**WHAT TO WORK ON:**
Look through the records, and whenever a line includes the word "body", copy it.

Records drawn from a dataset
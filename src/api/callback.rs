use std::collections::HashMap;

use axum::{Extension, extract::Query, response::Html};

use crate::{server::CallbackSlot, types::CallbackResult};

const DONE_PAGE: &str = "<!doctype html><html><body>\
<h2>Spotify auth received.</h2><p>You can close this tab.</p>\
</body></html>";

/// Captures the OAuth redirect parameters and hands them to the waiting
/// listener.
///
/// Only the first request delivers a result; every request gets the same
/// confirmation page.
pub async fn callback(
    Query(params): Query<HashMap<String, String>>,
    Extension(slot): Extension<CallbackSlot>,
) -> Html<&'static str> {
    let field = |key: &str| params.get(key).cloned().unwrap_or_default();
    let result = CallbackResult {
        code: field("code"),
        state: field("state"),
        error: field("error"),
    };

    if let Some(sender) = slot.lock().await.take() {
        if sender.send(result).is_err() {
            tracing::debug!("callback listener gone before result was delivered");
        }
    } else {
        tracing::debug!("ignoring repeated callback request");
    }

    Html(DONE_PAGE)
}

#[cfg(test)]
mod tests {
    use std::sync::Arc;

    use tokio::sync::{Mutex, oneshot};

    use super::*;

    fn query(pairs: &[(&str, &str)]) -> Query<HashMap<String, String>> {
        Query(
            pairs
                .iter()
                .map(|(k, v)| (k.to_string(), v.to_string()))
                .collect(),
        )
    }

    #[tokio::test]
    async fn first_request_wins() {
        let (tx, rx) = oneshot::channel();
        let slot: CallbackSlot = Arc::new(Mutex::new(Some(tx)));

        callback(query(&[("code", "abc"), ("state", "s1")]), Extension(slot.clone())).await;
        callback(query(&[("code", "zzz")]), Extension(slot.clone())).await;

        let got = rx.await.unwrap();
        assert_eq!(got.code, "abc");
        assert_eq!(got.state, "s1");
        assert!(got.error.is_empty());
        assert!(slot.lock().await.is_none());
    }

    #[tokio::test]
    async fn error_redirect_is_captured() {
        let (tx, rx) = oneshot::channel();
        let slot: CallbackSlot = Arc::new(Mutex::new(Some(tx)));

        let Html(page) = callback(query(&[("error", "access_denied")]), Extension(slot)).await;

        assert!(page.contains("close this tab"));
        let got = rx.await.unwrap();
        assert_eq!(got.error, "access_denied");
        assert!(got.code.is_empty());
    }
}
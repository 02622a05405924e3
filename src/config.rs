//! Configuration management for spotctl.
//!
//! Settings come from environment variables, optionally seeded from a `.env`
//! file in the local data directory:
//!
//! 1. Process environment (highest priority)
//! 2. `<data_local_dir>/spotctl/.env`
//! 3. Built-in defaults
//!
//! Secrets (`SPOTIFY_CLIENT_ID`, `SPOTIFY_CLIENT_SECRET`,
//! `SPOTIFY_REFRESH_TOKEN`) may be given directly, through a `<KEY>_FILE`
//! variable, or as a value that looks like a path (contains `/` or starts with
//! `~`), in which case the file's trimmed contents are used.

use std::{env, path::PathBuf, time::Duration};

use crate::{
    spotify::{SpotifyError, retry::DEFAULT_MAX_RETRY_AFTER},
    types::Credentials,
};

pub const APP_NAME: &str = "spotctl";

pub const DEFAULT_ACCOUNTS_BASE: &str = "https://accounts.spotify.com";
pub const DEFAULT_API_BASE: &str = "https://api.spotify.com";

pub const DEFAULT_SCOPES: &[&str] = &[
    "user-read-playback-state",
    "user-modify-playback-state",
    "user-read-currently-playing",
    "playlist-read-private",
    "playlist-modify-private",
    "playlist-modify-public",
    "user-read-private",
];

/// Fixed `User-Agent` sent with every Web API request.
pub fn default_user_agent() -> String {
    format!("{}/{}", APP_NAME, env!("CARGO_PKG_VERSION"))
}

/// Path of the optional `.env` file.
pub fn env_file_path() -> PathBuf {
    let mut path = dirs::data_local_dir().unwrap_or_else(|| PathBuf::from("."));
    path.push(APP_NAME);
    path.push(".env");
    path
}

/// Loads `<data_local_dir>/spotctl/.env` into the process environment.
///
/// A missing file is not an error; variables already set in the environment
/// are left untouched.
pub fn load_env() -> Result<(), SpotifyError> {
    let path = env_file_path();
    if !path.exists() {
        tracing::debug!(path = %path.display(), "no .env file");
        return Ok(());
    }
    dotenv::from_path(&path).map_err(|e| {
        SpotifyError::Config(format!("load {}: {e}", path.display()))
    })?;
    tracing::debug!(path = %path.display(), "loaded .env file");
    Ok(())
}

/// Reads an environment variable, treating blank values as unset.
pub fn var(key: &str) -> Option<String> {
    env_lookup(key)
}

fn env_lookup(key: &str) -> Option<String> {
    env::var(key)
        .ok()
        .map(|v| v.trim().to_string())
        .filter(|v| !v.is_empty())
}

/// Expands a leading `~` or `~/` to the home directory.
pub fn expand_home(path: &str) -> PathBuf {
    if path == "~" {
        if let Some(h) = dirs::home_dir() {
            return h;
        }
    } else if let Some(rest) = path.strip_prefix("~/") {
        if let Some(h) = dirs::home_dir() {
            return h.join(rest);
        }
    }
    PathBuf::from(path)
}

fn read_secret_file(key: &str, path: &str) -> Result<String, SpotifyError> {
    let content = std::fs::read_to_string(expand_home(path))
        .map_err(|e| SpotifyError::Config(format!("read {key} file {path}: {e}")))?;
    let value = content.trim();
    if value.is_empty() {
        return Err(SpotifyError::Config(format!("{key} file is empty: {path}")));
    }
    Ok(value.to_string())
}

/// Resolves a secret through `lookup`, honouring `<KEY>_FILE` and path-like
/// values. Returns `Ok(None)` when neither is set.
pub fn resolve_secret_with<F>(key: &str, lookup: F) -> Result<Option<String>, SpotifyError>
where
    F: Fn(&str) -> Option<String>,
{
    if let Some(path) = lookup(&format!("{key}_FILE")) {
        return read_secret_file(&format!("{key}_FILE"), &path).map(Some);
    }

    match lookup(key) {
        Some(v) if v.contains('/') || v.starts_with('~') => read_secret_file(key, &v).map(Some),
        other => Ok(other),
    }
}

/// Resolves a secret from the process environment.
pub fn resolve_secret(key: &str) -> Result<Option<String>, SpotifyError> {
    resolve_secret_with(key, env_lookup)
}

/// Loads client credentials from the environment.
///
/// `SPOTIFY_CLIENT_ID` is required; the secret and refresh token are
/// optional here and checked by whoever needs them.
pub fn credentials() -> Result<Credentials, SpotifyError> {
    credentials_with(env_lookup)
}

pub fn credentials_with<F>(lookup: F) -> Result<Credentials, SpotifyError>
where
    F: Fn(&str) -> Option<String>,
{
    let client_id = resolve_secret_with("SPOTIFY_CLIENT_ID", &lookup)?
        .ok_or_else(|| SpotifyError::Config("missing SPOTIFY_CLIENT_ID".into()))?;
    Ok(Credentials::new(
        client_id,
        resolve_secret_with("SPOTIFY_CLIENT_SECRET", &lookup)?,
        resolve_secret_with("SPOTIFY_REFRESH_TOKEN", &lookup)?,
    ))
}

pub fn accounts_base() -> String {
    var("SPOTIFY_ACCOUNTS_BASE").unwrap_or_else(|| DEFAULT_ACCOUNTS_BASE.to_string())
}

pub fn api_base() -> String {
    var("SPOTIFY_API_BASE").unwrap_or_else(|| DEFAULT_API_BASE.to_string())
}

pub fn token_cache_path() -> Option<PathBuf> {
    var("SPOTCTL_TOKEN_CACHE").map(|p| expand_home(&p))
}

/// Longest `Retry-After` the transport will sleep for.
pub fn max_retry_after() -> Duration {
    max_retry_after_with(env_lookup)
}

/// Non-numeric or non-positive values fall back to the default.
pub fn max_retry_after_with<F>(lookup: F) -> Duration
where
    F: Fn(&str) -> Option<String>,
{
    lookup("SPOTCTL_MAX_RETRY_AFTER_SECS")
        .and_then(|v| v.trim().parse::<u64>().ok())
        .filter(|secs| *secs > 0)
        .map(Duration::from_secs)
        .unwrap_or(DEFAULT_MAX_RETRY_AFTER)
}

pub fn user_agent() -> String {
    var("SPOTCTL_USER_AGENT").unwrap_or_else(default_user_agent)
}

fn flag(key: &str) -> bool {
    var(key).is_some_and(|v| !matches!(v.to_ascii_lowercase().as_str(), "0" | "false" | "no"))
}

pub fn debug() -> bool {
    flag("SPOTCTL_DEBUG")
}

pub fn debug_http() -> bool {
    flag("SPOTCTL_DEBUG_HTTP")
}
use std::io::{BufRead, Write};

use url::Url;

use crate::{
    Res,
    cli::{App, ExitError},
    config,
    spotify::auth::{
        self, AuthUrlOptions, ExchangeOptions, LoginOptions, authorization_url,
        exchange_authorization_code,
    },
    success,
    types::Credentials,
};

/// Prints the authorize URL for a manual login.
pub async fn auth_url(redirect_uri: &str, scopes: &[String], show_dialog: bool) -> Res<()> {
    let credentials = config::credentials()?;
    let url = authorization_url(
        &config::accounts_base(),
        &credentials.client_id,
        &AuthUrlOptions {
            redirect_uri: redirect_uri.to_string(),
            scopes: scopes.to_vec(),
            show_dialog,
            ..Default::default()
        },
    )?;
    println!("{url}");
    Ok(())
}

/// Pulls `code` out of a pasted redirect URL.
pub(crate) fn code_from_redirect_url(redirect_url: &str) -> Res<String> {
    let url = Url::parse(redirect_url)
        .map_err(|e| ExitError::usage(format!("invalid --redirect-url: {e}")))?;
    url.query_pairs()
        .find(|(k, _)| k == "code")
        .map(|(_, v)| v.into_owned())
        .filter(|c| !c.is_empty())
        .ok_or_else(|| ExitError::usage("redirect URL missing code=...").into())
}

/// Exchanges a code from a manual login and prints the refresh token.
pub async fn auth_exchange(
    app: &App,
    redirect_uri: &str,
    code: Option<&str>,
    redirect_url: Option<&str>,
) -> Res<()> {
    let code = match (code.map(str::trim).filter(|c| !c.is_empty()), redirect_url) {
        (Some(code), _) => code.to_string(),
        (None, Some(url)) => code_from_redirect_url(url)?,
        (None, None) => return Err(ExitError::usage("must supply --code or --redirect-url").into()),
    };

    let credentials = config::credentials()?;
    let result = exchange_authorization_code(
        &app.http,
        &config::accounts_base(),
        &credentials,
        &code,
        &ExchangeOptions {
            redirect_uri: redirect_uri.to_string(),
            code_verifier: None,
        },
        &app.cancel,
    )
    .await?;

    println!("{}", result.refresh_token);
    success!("Store this as SPOTIFY_REFRESH_TOKEN (value or file).");
    Ok(())
}

/// Reads `key` from the environment, asking on stderr/stdin when unset.
fn read_secret_or_prompt(key: &str) -> Res<String> {
    if let Some(value) = config::resolve_secret(key)? {
        return Ok(value);
    }
    eprint!("{key}: ");
    std::io::stderr().flush()?;
    let mut line = String::new();
    std::io::stdin().lock().read_line(&mut line)?;
    let value = line.trim();
    if value.is_empty() {
        return Err(ExitError::usage(format!("missing {key}")).into());
    }
    Ok(value.to_string())
}

/// Interactive login through the local HTTPS callback server.
///
/// Prints only the refresh token on stdout so it can be piped into a secret
/// store.
pub async fn auth_login(
    app: &App,
    redirect_uri: &str,
    scopes: &[String],
    show_dialog: bool,
    open_browser: bool,
) -> Res<()> {
    let credentials = Credentials::new(
        read_secret_or_prompt("SPOTIFY_CLIENT_ID")?,
        config::resolve_secret("SPOTIFY_CLIENT_SECRET")?,
        None,
    );
    if credentials.secret().is_none() {
        tracing::info!("no client secret configured, logging in with PKCE");
    }

    let result = auth::login(
        &app.http,
        &credentials,
        &LoginOptions {
            accounts_base: config::accounts_base(),
            redirect_uri: redirect_uri.to_string(),
            scopes: scopes.to_vec(),
            show_dialog,
            open_browser,
        },
        &app.cancel,
    )
    .await?;

    println!("{}", result.refresh_token);
    success!("OK. Use this as SPOTIFY_REFRESH_TOKEN (value or file).");
    Ok(())
}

**RESULT BELOW:**
const DONE_PAGE: &str = "<!doctype html><html><body>\
</body></html>";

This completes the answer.